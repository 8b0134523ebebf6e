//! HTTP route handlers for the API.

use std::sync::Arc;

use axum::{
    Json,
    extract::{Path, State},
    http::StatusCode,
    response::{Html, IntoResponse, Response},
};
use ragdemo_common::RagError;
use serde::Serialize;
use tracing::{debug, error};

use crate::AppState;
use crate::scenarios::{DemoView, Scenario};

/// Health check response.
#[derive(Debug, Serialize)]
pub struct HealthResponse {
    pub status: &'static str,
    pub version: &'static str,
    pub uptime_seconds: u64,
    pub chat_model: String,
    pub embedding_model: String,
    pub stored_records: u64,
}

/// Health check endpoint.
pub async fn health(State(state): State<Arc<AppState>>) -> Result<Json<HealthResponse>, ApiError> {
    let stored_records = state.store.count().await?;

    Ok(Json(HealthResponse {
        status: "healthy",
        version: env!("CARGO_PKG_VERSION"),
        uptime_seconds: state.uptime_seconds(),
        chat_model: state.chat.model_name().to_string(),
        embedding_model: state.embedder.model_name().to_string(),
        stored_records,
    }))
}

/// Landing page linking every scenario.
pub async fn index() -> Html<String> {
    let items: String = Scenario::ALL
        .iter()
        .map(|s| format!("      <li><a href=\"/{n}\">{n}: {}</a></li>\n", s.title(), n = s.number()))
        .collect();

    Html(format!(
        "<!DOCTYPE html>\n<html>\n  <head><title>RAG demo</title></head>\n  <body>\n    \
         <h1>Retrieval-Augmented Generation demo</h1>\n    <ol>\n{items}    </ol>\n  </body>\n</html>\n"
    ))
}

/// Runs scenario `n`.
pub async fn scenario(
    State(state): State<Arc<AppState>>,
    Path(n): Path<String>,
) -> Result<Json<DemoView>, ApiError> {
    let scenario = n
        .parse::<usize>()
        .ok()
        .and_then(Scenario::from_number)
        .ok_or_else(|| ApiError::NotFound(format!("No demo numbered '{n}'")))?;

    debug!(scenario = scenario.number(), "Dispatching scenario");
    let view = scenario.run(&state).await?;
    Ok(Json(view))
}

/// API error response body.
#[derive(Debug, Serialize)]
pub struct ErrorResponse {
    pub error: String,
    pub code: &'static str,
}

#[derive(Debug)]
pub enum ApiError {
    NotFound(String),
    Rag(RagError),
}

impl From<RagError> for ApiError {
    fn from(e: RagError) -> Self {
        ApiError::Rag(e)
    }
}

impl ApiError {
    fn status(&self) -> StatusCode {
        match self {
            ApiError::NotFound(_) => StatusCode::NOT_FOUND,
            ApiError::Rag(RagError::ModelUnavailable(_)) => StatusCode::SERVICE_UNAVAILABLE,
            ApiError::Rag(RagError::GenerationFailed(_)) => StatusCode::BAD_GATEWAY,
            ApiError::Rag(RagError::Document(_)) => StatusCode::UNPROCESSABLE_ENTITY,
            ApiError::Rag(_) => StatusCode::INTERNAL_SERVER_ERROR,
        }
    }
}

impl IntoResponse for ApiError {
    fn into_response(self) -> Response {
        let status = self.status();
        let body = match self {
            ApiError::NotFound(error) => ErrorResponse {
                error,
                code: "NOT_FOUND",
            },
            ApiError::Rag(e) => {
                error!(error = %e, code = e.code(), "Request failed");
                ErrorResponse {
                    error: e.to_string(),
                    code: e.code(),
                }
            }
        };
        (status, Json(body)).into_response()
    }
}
□ □ □
» **Exercise requirements**: Your task is to retype the records precisely as they stand.

» **Task result**:
repository 8b0134523ebebf6e
//! HTTP route handlers for the API.

use std::sync::Arc;

use axum::{
    Json,
    extract::{Path, State},
    http::StatusCode,
    response::{Html, IntoResponse, Response},
};
use ragdemo_common::RagError;
use serde::Serialize;
use tracing::{debug, error};

use crate::AppState;
use crate::scenarios::{DemoView, Scenario};

/// Health check response.
#[derive(Debug, Serialize)]
pub struct HealthResponse {
    pub status: &'static str,
    pub version: &'static str,
    pub uptime_seconds: u64,
    pub chat_model: String,
    pub embedding_model: String,
    pub stored_records: u64,
}

/// Health check endpoint.
pub async fn health(State(state): State<Arc<AppState>>) -> Result<Json<HealthResponse>, ApiError> {
    let stored_records = state.store.count().await?;

    Ok(Json(HealthResponse {
        status: "healthy",
        version: env!("CARGO_PKG_VERSION"),
        uptime_seconds: state.uptime_seconds(),
        chat_model: state.chat.model_name().to_string(),
        embedding_model: state.embedder.model_name().to_string(),
        stored_records,
    }))
}

/// Landing page linking every scenario.
pub async fn index() -> Html<String> {
    let items: String = Scenario::ALL
        .iter()
        .map(|s| format!("      <li><a href=\"/{n}\">{n}: {}</a></li>\n", s.title(), n = s.number()))
        .collect();

    Html(format!(
        "<!DOCTYPE html>\n<html>\n  <head><title>RAG demo</title></head>\n  <body>\n    \
         <h1>Retrieval-Augmented Generation demo</h1>\n    <ol>\n{items}    </ol>\n  </body>\n</html>\n"
    ))
}

/// Runs scenario `n`.
pub async fn scenario(
    State(state): State<Arc<AppState>>,
    Path(n): Path<String>,
) -> Result<Json<DemoView>, ApiError> {
    let scenario = n
        .parse::<usize>()
        .ok()
        .and_then(Scenario::from_number)
        .ok_or_else(|| ApiError::NotFound(format!("No demo numbered '{n}'")))?;

    debug!(scenario = scenario.number(), "Dispatching scenario");
    let view = scenario.run(&state).await?;
    Ok(Json(view))
}

/// API error response body.
#[derive(Debug, Serialize)]
pub struct ErrorResponse {
    pub error: String,
    pub code: &'static str,
}

#[derive(Debug)]
pub enum ApiError {
    NotFound(String),
    Rag(RagError),
}

impl From<RagError> for ApiError {
    fn from(e: RagError) -> Self {
        ApiError::Rag(e)
    }
}

impl ApiError {
    fn status(&self) -> StatusCode {
        match self {
            ApiError::NotFound(_) => StatusCode::NOT_FOUND,
            ApiError::Rag(RagError::ModelUnavailable(_)) => StatusCode::SERVICE_UNAVAILABLE,
            ApiError::Rag(RagError::GenerationFailed(_)) => StatusCode::BAD_GATEWAY,
            ApiError::Rag(RagError::Document(_)) => StatusCode::UNPROCESSABLE_ENTITY,
            ApiError::Rag(_) => StatusCode::INTERNAL_SERVER_ERROR,
        }
    }
}

impl IntoResponse for ApiError {
    fn into_response(self) -> Response {
        let status = self.status();
        let body = match self {
            ApiError::NotFound(error) => ErrorResponse {
                error,
                code: "NOT_FOUND",
            },
            ApiError::Rag(e) => {
                error!(error = %e, code = e.code(), "Request failed");
                ErrorResponse {
                    error: e.to_string(),
                    code: e.code(),
                }
            }
        };
        (status, Json(body)).into_response()
    }
}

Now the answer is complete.